[Records to process]:
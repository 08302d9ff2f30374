use std::sync::Arc;

use chrono::{DateTime, Utc};
use tracing::{debug, info, warn};

use plantops_core::{
    format_rfc3339, new_id, now_rfc3339, parse_rfc3339, ListParams, ListResult, ServiceError,
};
use plantops_sql::SQLStore;

use crate::audit::ScanAuditor;
use crate::calibration::CalibrationBuffer;
use crate::config::QrConfig;
use crate::error::{error_code, QrError};
use crate::gate::GateDecision;
use crate::model::{
    CalibrationScanEvent, GeoHints, IssueTokenRequest, MatchedBy, RedirectRule, ScanEvent,
    ScanMode, Token, TokenStatus,
};
use crate::precedence::{encode_segment, PrecedenceEngine};
use crate::render;
use crate::resolver::{TokenResolver, TokenState};
use crate::store::schema::init_schema;
use crate::store::{
    ScanDraft, ScanLog, SqlRuleStore, SqlRunDirectory, SqlTransparencyDirectory, TokenStore,
};

/// Hex characters appended to the prefix of issued tokens.
const ISSUED_BODY_LEN: usize = 16;

/// Token statuses only move forward (ACTIVE to REVOKED or EXPIRED), so a
/// scan needs at most one re-read.
const SCAN_ATTEMPTS: usize = 3;

/// One incoming scan.
#[derive(Debug, Clone, Default)]
pub struct ScanRequest {
    pub token: String,
    pub mode: ScanMode,
    pub ip_address: Option<String>,
    pub geo: GeoHints,
    pub user_agent: Option<String>,
}

/// What the scanner gets back.
#[derive(Debug, Clone)]
pub enum ScanOutcome {
    Redirect { url: String, event: ScanEvent },
    Verification { html: String, event: ScanEvent },
    InternalStatus { html: String, event: ScanEvent },
    /// The calibration token: a preview page, nothing persisted.
    Calibration { html: String },
}

impl ScanOutcome {
    pub fn event(&self) -> Option<&ScanEvent> {
        match self {
            Self::Redirect { event, .. }
            | Self::Verification { event, .. }
            | Self::InternalStatus { event, .. } => Some(event),
            Self::Calibration { .. } => None,
        }
    }
}

/// The QR resolution subsystem: validation, classification, mode gate,
/// precedence cascade, audit, plus token administration.
pub struct QrService {
    config: QrConfig,
    tokens: Arc<TokenStore>,
    rules: Arc<SqlRuleStore>,
    runs: Arc<SqlRunDirectory>,
    transparency: Arc<SqlTransparencyDirectory>,
    resolver: TokenResolver,
    engine: PrecedenceEngine,
    auditor: ScanAuditor,
    calibration: Arc<CalibrationBuffer>,
}

impl QrService {
    /// Initialise the schema and wire SQL-backed collaborators.
    pub fn new(db: Arc<dyn SQLStore>, config: QrConfig) -> Result<Self, ServiceError> {
        init_schema(db.as_ref())?;

        let tokens = Arc::new(TokenStore::new(db.clone()));
        let rules = Arc::new(SqlRuleStore::new(db.clone()));
        let runs = Arc::new(SqlRunDirectory::new(db.clone()));
        let transparency = Arc::new(SqlTransparencyDirectory::new(db.clone()));

        let resolver = TokenResolver::new(tokens.clone(), config.token_format());
        let engine = PrecedenceEngine::new(
            transparency.clone(),
            rules.clone(),
            runs.clone(),
            config.routes.clone(),
        );
        let auditor = ScanAuditor::new(ScanLog::new(db));
        let calibration = Arc::new(CalibrationBuffer::new(
            &config.calibration_token,
            config.calibration_capacity,
        ));

        Ok(Self {
            config,
            tokens,
            rules,
            runs,
            transparency,
            resolver,
            engine,
            auditor,
            calibration,
        })
    }

    pub fn config(&self) -> &QrConfig {
        &self.config
    }

    pub fn calibration(&self) -> &Arc<CalibrationBuffer> {
        &self.calibration
    }

    pub fn rules(&self) -> &SqlRuleStore {
        &self.rules
    }

    pub fn runs(&self) -> &SqlRunDirectory {
        &self.runs
    }

    pub fn transparency(&self) -> &SqlTransparencyDirectory {
        &self.transparency
    }

    // =======================================================================
    // Scan resolution
    // =======================================================================

    /// Resolve one scan end to end.
    ///
    /// Found tokens are always audited (with exactly one scan-count
    /// increment) before an outcome is returned. Unknown or malformed input
    /// returns `QrError::NotFound` and leaves no trace in storage. A token
    /// whose status changes between the read and the audit commit is
    /// resolved again under its new status.
    pub fn scan(&self, req: &ScanRequest) -> Result<ScanOutcome, QrError> {
        let now = Utc::now();

        if self.calibration.is_calibration_token(&req.token) {
            self.push_calibration(&req.token, req.user_agent.clone().unwrap_or_default(), now)?;
            return Ok(ScanOutcome::Calibration {
                html: render::calibration_page(&req.token),
            });
        }

        for _ in 0..SCAN_ATTEMPTS {
            if let Some(outcome) = self.scan_once(req, now)? {
                return Ok(outcome);
            }
        }
        Err(QrError::AuditWriteFailure(format!(
            "token status kept changing across {SCAN_ATTEMPTS} attempts"
        )))
    }

    fn scan_once(
        &self,
        req: &ScanRequest,
        now: DateTime<Utc>,
    ) -> Result<Option<ScanOutcome>, QrError> {
        let state = self.resolver.resolve(&req.token, now)?;
        let (mut token, lapsed) = match state {
            TokenState::NotFound => return Err(QrError::NotFound),
            TokenState::Active(t) | TokenState::Revoked(t) => (t, false),
            TokenState::Expired { token, lapsed } => (token, lapsed),
        };
        if token.status.is_terminal() {
            debug!(
                code = error_code::TERMINAL_TOKEN,
                token_id = %token.id,
                status = %token.status,
                mode = %req.mode,
                "terminal token scanned"
            );
        }

        let mut draft = ScanDraft::for_token(&token, format_rfc3339(now), req.mode);
        draft.ip_address = req.ip_address.clone();
        draft.geo = req.geo.clone();
        draft.user_agent = req.user_agent.clone();

        let decision = GateDecision::decide(req.mode, token.status);
        match decision {
            GateDecision::Verification { resolution_type } => {
                draft.resolution_type = resolution_type;
                draft.destination = self.verification_path(&token);
            }
            GateDecision::InternalStatus { resolution_type } => {
                draft.resolution_type = resolution_type;
                draft.destination = self.record_path(&token);
            }
            GateDecision::Precedence => {
                let dest = self.engine.resolve(&token, now)?;
                draft.resolution_type = dest.resolution_type;
                draft.destination = dest.url;
                if let Some(run) = dest.run {
                    draft.run_step = run.current_step.as_ref().map(|s| s.to_string());
                    draft.run_id = Some(run.run_id);
                }
            }
        }

        let Some(event) = self.auditor.record(draft, lapsed)? else {
            return Ok(None);
        };
        token.scan_count = event.scan_count_at_resolution;
        token.last_scanned_at = Some(event.timestamp.clone());

        let outcome = match decision {
            GateDecision::Verification { .. } => ScanOutcome::Verification {
                html: render::verification_page(&token),
                event,
            },
            GateDecision::InternalStatus { .. } => ScanOutcome::InternalStatus {
                html: render::internal_status_page(&token, &event.destination),
                event,
            },
            GateDecision::Precedence => ScanOutcome::Redirect {
                url: event.destination.clone(),
                event,
            },
        };
        Ok(Some(outcome))
    }

    fn verification_path(&self, token: &Token) -> String {
        format!(
            "{}/{}",
            self.config.routes.verification.trim_end_matches('/'),
            encode_segment(&token.value)
        )
    }

    fn record_path(&self, token: &Token) -> String {
        format!(
            "{}/{}",
            self.config.routes.token.trim_end_matches('/'),
            encode_segment(&token.id)
        )
    }

    // =======================================================================
    // Calibration
    // =======================================================================

    /// Accept a calibration scan report. Any other token is rejected.
    pub fn notify_calibration(&self, token: &str, user_agent: &str) -> Result<u64, ServiceError> {
        self.push_calibration(token, user_agent.to_string(), Utc::now())
    }

    fn push_calibration(
        &self,
        token: &str,
        user_agent: String,
        now: DateTime<Utc>,
    ) -> Result<u64, ServiceError> {
        let seq = self.calibration.push(CalibrationScanEvent {
            timestamp: format_rfc3339(now),
            token: token.to_string(),
            user_agent,
            success: true,
        })?;
        debug!(seq, "calibration scan recorded");
        Ok(seq)
    }

    // =======================================================================
    // Token administration
    // =======================================================================

    pub fn issue_token(&self, req: &IssueTokenRequest) -> Result<Token, ServiceError> {
        if req.entity_id.trim().is_empty() {
            return Err(ServiceError::Validation("entityId is required".into()));
        }
        let redirect_url = match req.redirect_url.as_deref().map(str::trim) {
            Some("") => {
                return Err(ServiceError::Validation(
                    "redirectUrl must not be blank".into(),
                ))
            }
            other => other.map(String::from),
        };
        let expires_at = match req.expires_at.as_deref() {
            None => None,
            Some(raw) => Some(format_rfc3339(parse_rfc3339(raw).ok_or_else(|| {
                ServiceError::Validation(format!("expiresAt is not RFC 3339: {raw}"))
            })?)),
        };

        let body = &new_id()[..ISSUED_BODY_LEN];
        let token = Token {
            id: new_id(),
            value: format!("{}{}", self.config.token_prefix, body),
            status: TokenStatus::Active,
            entity_type: req.entity_type,
            entity_id: req.entity_id.clone(),
            redirect_url,
            version_id: req.version_id.clone().filter(|v| !v.trim().is_empty()),
            printed_at: now_rfc3339(),
            expires_at,
            revoked_at: None,
            revoked_reason: None,
            scan_count: 0,
            last_scanned_at: None,
        };
        self.tokens.insert(&token)?;
        info!(
            token_id = %token.id,
            entity_type = %token.entity_type,
            entity_id = %token.entity_id,
            "token issued"
        );
        Ok(token)
    }

    pub fn get_token(&self, id: &str) -> Result<Token, ServiceError> {
        self.tokens.get(id)
    }

    /// Register an externally printed token. The value must match the token
    /// format.
    pub fn import_token(&self, token: &Token) -> Result<(), ServiceError> {
        if !self.resolver.format().is_valid(&token.value) {
            return Err(ServiceError::Validation(format!(
                "token value must start with '{}'",
                self.config.token_prefix
            )));
        }
        self.tokens.insert(token)
    }

    /// ACTIVE → REVOKED. Terminal tokens cannot be revoked again.
    pub fn revoke_token(&self, id: &str, reason: &str) -> Result<Token, ServiceError> {
        let reason = reason.trim();
        if reason.is_empty() {
            return Err(ServiceError::Validation("reason is required".into()));
        }
        let token = self.tokens.revoke(id, reason, &now_rfc3339())?;
        info!(token_id = %id, reason, "token revoked");
        Ok(token)
    }

    /// Audit entries for a token, newest first.
    pub fn scans_for_token(
        &self,
        id: &str,
        params: &ListParams,
    ) -> Result<ListResult<ScanEvent>, ServiceError> {
        self.tokens.get(id)?;
        self.auditor.log().list_for_token(id, params)
    }

    /// Persist ACTIVE → EXPIRED for every lapsed token.
    pub fn expire_lapsed(&self) -> Result<u64, ServiceError> {
        self.tokens.expire_lapsed(&now_rfc3339())
    }

    /// Create the FALLBACK rule from `url` unless one already exists
    /// (enabled or not). Returns whether a rule was created.
    pub fn ensure_default_redirect(&self, url: &str) -> Result<bool, ServiceError> {
        if let Some(existing) = self.rules.fallback()? {
            if existing.redirect_url != url {
                warn!(
                    rule_id = %existing.id,
                    configured = url,
                    stored = %existing.redirect_url,
                    "default redirect already exists, keeping stored url"
                );
            }
            return Ok(false);
        }
        self.rules.insert(&RedirectRule {
            id: new_id(),
            matched_by: MatchedBy::Fallback,
            entity_type: None,
            entity_id: None,
            version_id: None,
            redirect_url: url.to_string(),
            active: true,
            starts_at: None,
            ends_at: None,
            create_at: now_rfc3339(),
        })?;
        info!(url, "default redirect created");
        Ok(true)
    }
}
use chrono::{DateTime, Utc};
use serde::{Deserialize, Serialize};

use plantops_core::parse_rfc3339;

/// Lifecycle state of a printed token.
///
/// ```text
/// ACTIVE → REVOKED   (operator action)
///        → EXPIRED   (expiresAt passed)
/// ```
///
/// Transitions are one-directional; terminal tokens are never reactivated.
#[derive(Debug, Clone, Copy, PartialEq, Eq, Serialize, Deserialize)]
#[serde(rename_all = "SCREAMING_SNAKE_CASE")]
pub enum TokenStatus {
    Active,
    Revoked,
    Expired,
}

impl TokenStatus {
    pub fn as_str(&self) -> &'static str {
        match self {
            Self::Active => "ACTIVE",
            Self::Revoked => "REVOKED",
            Self::Expired => "EXPIRED",
        }
    }

    pub fn from_str(s: &str) -> Option<Self> {
        match s {
            "ACTIVE" => Some(Self::Active),
            "REVOKED" => Some(Self::Revoked),
            "EXPIRED" => Some(Self::Expired),
            _ => None,
        }
    }

    pub fn is_terminal(&self) -> bool {
        matches!(self, Self::Revoked | Self::Expired)
    }
}

impl std::fmt::Display for TokenStatus {
    fn fmt(&self, f: &mut std::fmt::Formatter<'_>) -> std::fmt::Result {
        f.write_str(self.as_str())
    }
}

/// Kind of record a token is printed for.
#[derive(Debug, Clone, Copy, PartialEq, Eq, Hash, Serialize, Deserialize)]
#[serde(rename_all = "SCREAMING_SNAKE_CASE")]
pub enum EntityType {
    Product,
    Batch,
    Inventory,
    Custom,
}

impl EntityType {
    pub fn as_str(&self) -> &'static str {
        match self {
            Self::Product => "PRODUCT",
            Self::Batch => "BATCH",
            Self::Inventory => "INVENTORY",
            Self::Custom => "CUSTOM",
        }
    }

    pub fn from_str(s: &str) -> Option<Self> {
        match s {
            "PRODUCT" => Some(Self::Product),
            "BATCH" => Some(Self::Batch),
            "INVENTORY" => Some(Self::Inventory),
            "CUSTOM" => Some(Self::Custom),
            _ => None,
        }
    }

    /// URL path segment (`product`, `batch`, ...).
    pub fn slug(&self) -> &'static str {
        match self {
            Self::Product => "product",
            Self::Batch => "batch",
            Self::Inventory => "inventory",
            Self::Custom => "custom",
        }
    }

    /// Entities that carry public transparency records.
    pub fn has_transparency(&self) -> bool {
        matches!(self, Self::Product | Self::Batch)
    }
}

impl std::fmt::Display for EntityType {
    fn fmt(&self, f: &mut std::fmt::Formatter<'_>) -> std::fmt::Result {
        f.write_str(self.as_str())
    }
}

/// A printed scan token. Maps 1:1 to the `tokens` table.
#[derive(Debug, Clone, PartialEq, Serialize, Deserialize)]
#[serde(rename_all = "camelCase")]
pub struct Token {
    pub id: String,

    /// Opaque printed value, always starting with the reserved prefix.
    pub value: String,

    pub status: TokenStatus,

    pub entity_type: EntityType,
    pub entity_id: String,

    /// Direct destination override; wins over every other routing source.
    #[serde(default, skip_serializing_if = "Option::is_none")]
    pub redirect_url: Option<String>,

    /// Label version this token was printed for.
    #[serde(default, skip_serializing_if = "Option::is_none")]
    pub version_id: Option<String>,

    pub printed_at: String,

    #[serde(default, skip_serializing_if = "Option::is_none")]
    pub expires_at: Option<String>,

    #[serde(default, skip_serializing_if = "Option::is_none")]
    pub revoked_at: Option<String>,

    #[serde(default, skip_serializing_if = "Option::is_none")]
    pub revoked_reason: Option<String>,

    #[serde(default)]
    pub scan_count: i64,

    #[serde(default, skip_serializing_if = "Option::is_none")]
    pub last_scanned_at: Option<String>,
}

impl Token {
    /// An ACTIVE token whose expiry has passed. Stored but not yet
    /// transitioned to EXPIRED.
    ///
    /// An unparseable expiry counts as lapsed.
    pub fn is_lapsed(&self, now: DateTime<Utc>) -> bool {
        if self.status != TokenStatus::Active {
            return false;
        }
        match self.expires_at.as_deref() {
            None => false,
            Some(raw) => parse_rfc3339(raw).map_or(true, |exp| exp <= now),
        }
    }

    /// The token-level override, if one is set and non-empty.
    pub fn override_url(&self) -> Option<&str> {
        self.redirect_url.as_deref().filter(|u| !u.trim().is_empty())
    }
}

[Activity]:
Scan the data for the word "SqlTransparencyDirectory" and copy every line where it shows up.

[Answer to this problem]:
    ScanDraft, ScanLog, SqlRuleStore, SqlRunDirectory, SqlTransparencyDirectory, TokenStore,
    transparency: Arc<SqlTransparencyDirectory>,
        let transparency = Arc::new(SqlTransparencyDirectory::new(db.clone()));
    pub fn transparency(&self) -> &SqlTransparencyDirectory {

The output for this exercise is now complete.